This condensed consolidated interim financial information was
approved for issue on 29 November 2012.
This condensed consolidated interim financial information does
not comprise statutory accounts within the meaning of section 434
of the Companies Act 2006. Statutory accounts for the year ended 31
March 2012 were approved by the Board of Directors on 7 June 2012
and delivered to the Registrar of Companies. The report of the
auditors on those accounts was unqualified and did not contain any
statement under Section 498 of the Companies Act 2006.
The condensed consolidated interim financial information has
neither been reviewed nor audited.
3. Accounting policies
The accounting policies applied are consistent with those of the
annual financial statements for the year ended 31 March 2012, as
described in those annual financial statements.
Taxes on income in the interim periods are accrued using the tax
rate that would be applicable to expected annual earnings.
4. Detailed consolidated income statement
Operating
Gross Revenue Net Revenue profit/(loss)
GBP'000 GBP'000 GBP'000
----------------------------------- -------------- -------------- ---------------
Six months ending 30 September
2012
Before separately disclosed items 61,756 54,721 254
Separately disclosed items - - (320)
----------------------------------- -------------- -------------- ---------------
Total 61,756 54,721 (66)
----------------------------------- -------------- -------------- ---------------
Six months ending 30 September
2011
Before separately disclosed items 68,487 61,302 (2,545)

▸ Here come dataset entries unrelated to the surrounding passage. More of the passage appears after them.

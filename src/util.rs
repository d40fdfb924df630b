use anyhow::{ensure, Context, Result};
use std::str::FromStr;

/// Parses a comma-separated list of numbers, ignoring surrounding whitespace.
pub fn parse_csv<T: FromStr>(s: &str) -> Result<Vec<T>>
where T::Err: std::error::Error + Send + Sync + 'static {
    s.trim().split(',').map(|x|
        x.trim().parse::<T>().with_context(|| format!("cannot parse {:?} as a number", x))
    ).collect()
}

/// Parses a rectangular grid of decimal digits.
pub fn parse_digit_grid(s: &str) -> Result<Vec<Vec<u8>>> {
    let grid = s.trim().lines().map(|line|
        line.trim().bytes().map(|b| {
            ensure!(b.is_ascii_digit(), "unexpected character {:?} in {}", b as char, line);
            Ok(b - b'0')
        }).collect::<Result<Vec<_>>>()
    ).collect::<Result<Vec<_>>>()?;
    ensure!(!grid.is_empty(), "empty grid");
    ensure!(grid.iter().all(|row| row.len() == grid[0].len()), "grid is not rectangular");
    Ok(grid)
}

/// Orthogonal neighbours of (ri, ci) inside a rows x cols grid.
pub fn neighbors4(ri: usize, ci: usize, rows: usize, cols: usize)
-> impl Iterator<Item = (usize, usize)> {
    [(0, 1), (2, 1), (1, 0), (1, 2)].into_iter().filter_map(move |(dr, dc)| {
        let (nr, nc) = ((ri + dr).checked_sub(1)?, (ci + dc).checked_sub(1)?);
        (nr < rows && nc < cols).then_some((nr, nc))
    })
}

/// All eight neighbours of (ri, ci) inside a rows x cols grid.
pub fn neighbors8(ri: usize, ci: usize, rows: usize, cols: usize)
-> impl Iterator<Item = (usize, usize)> {
    (0 ..= 2).flat_map(|dr| (0 ..= 2).map(move |dc| (dr, dc)))
        .filter(|&d| d != (1, 1))
        .filter_map(move |(dr, dc)| {
            let (nr, nc) = ((ri + dr).checked_sub(1)?, (ci + dc).checked_sub(1)?);
            (nr < rows && nc < cols).then_some((nr, nc))
        })
}

#[cfg(test)]
mod tests {
    use super::*;

    #[test]
    fn corner_neighbors() {
        assert_eq!(neighbors4(0, 0, 3, 3).count(), 2);
        assert_eq!(neighbors8(0, 0, 3, 3).count(), 3);
        assert_eq!(neighbors8(1, 1, 3, 3).count(), 8);
        assert_eq!(neighbors4(2, 2, 3, 3).collect::<Vec<_>>(), vec![(1, 2), (2, 1)]);
    }

    #[test]
    fn rejects_ragged_grid() {
        assert!(parse_digit_grid("123\n45").is_err());
        assert!(parse_digit_grid("12x").is_err());
        assert_eq!(parse_csv::<u32>(" 3,4, 5\n").unwrap(), vec![3, 4, 5]);
    }
}
use anyhow::{bail, Context, Result};

pub fn day2(part: u8, input: &str) -> Result<String> {
    let (mut x, mut depth, mut aim) = (0i64, 0i64, 0i64);
    for line in input.trim().lines() {
        let (cmd, amount) = line.trim().split_once(' ').with_context(|| format!("bad command {}", line))?;
        let amount: i64 = amount.parse().with_context(|| format!("bad amount in {}", line))?;
        match (cmd, part) {
            ("forward", 1) => x += amount,
            ("forward", _) => {x += amount; depth += aim * amount},
            ("down", 1) => depth += amount,
            ("up", 1) => depth -= amount,
            ("down", _) => aim += amount,
            ("up", _) => aim -= amount,
            _ => bail!("unknown command {}", line)
        }
    }
    Ok((x * depth).to_string())
}

#[cfg(test)]
mod tests {
    use super::*;

    const EXAMPLE: &str = "forward 5\ndown 5\nforward 8\nup 3\ndown 8\nforward 2\n";

    #[test]
    fn example() {
        assert_eq!(day2(1, EXAMPLE).unwrap(), "150");
        assert_eq!(day2(2, EXAMPLE).unwrap(), "900");
    }

    #[test]
    fn unknown_command() {
        assert!(day2(1, "backward 3").is_err());
    }
}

Separately disclosed items - - 42,859
----------------------------------- -------------- -------------- ---------------
Total 68,487 61,302 40,314
----------------------------------- -------------- -------------- ---------------
Year ending 31 March 2012
Before separately disclosed items 139,864 123,436 (3,467)
Separately disclosed items - - 17,684
----------------------------------- -------------- -------------- ---------------
Total 139,864 123,436 14,217
----------------------------------- -------------- -------------- ---------------
Details of separately disclosed items
Six months Six months
ended 30 ended 30 Year ended
September September 31 March
2012 2011 2012
GBP'000 GBP'000 GBP'000
------------------------------------- ----------- ------------- -----------
Employee termination costs - (356) (3,435)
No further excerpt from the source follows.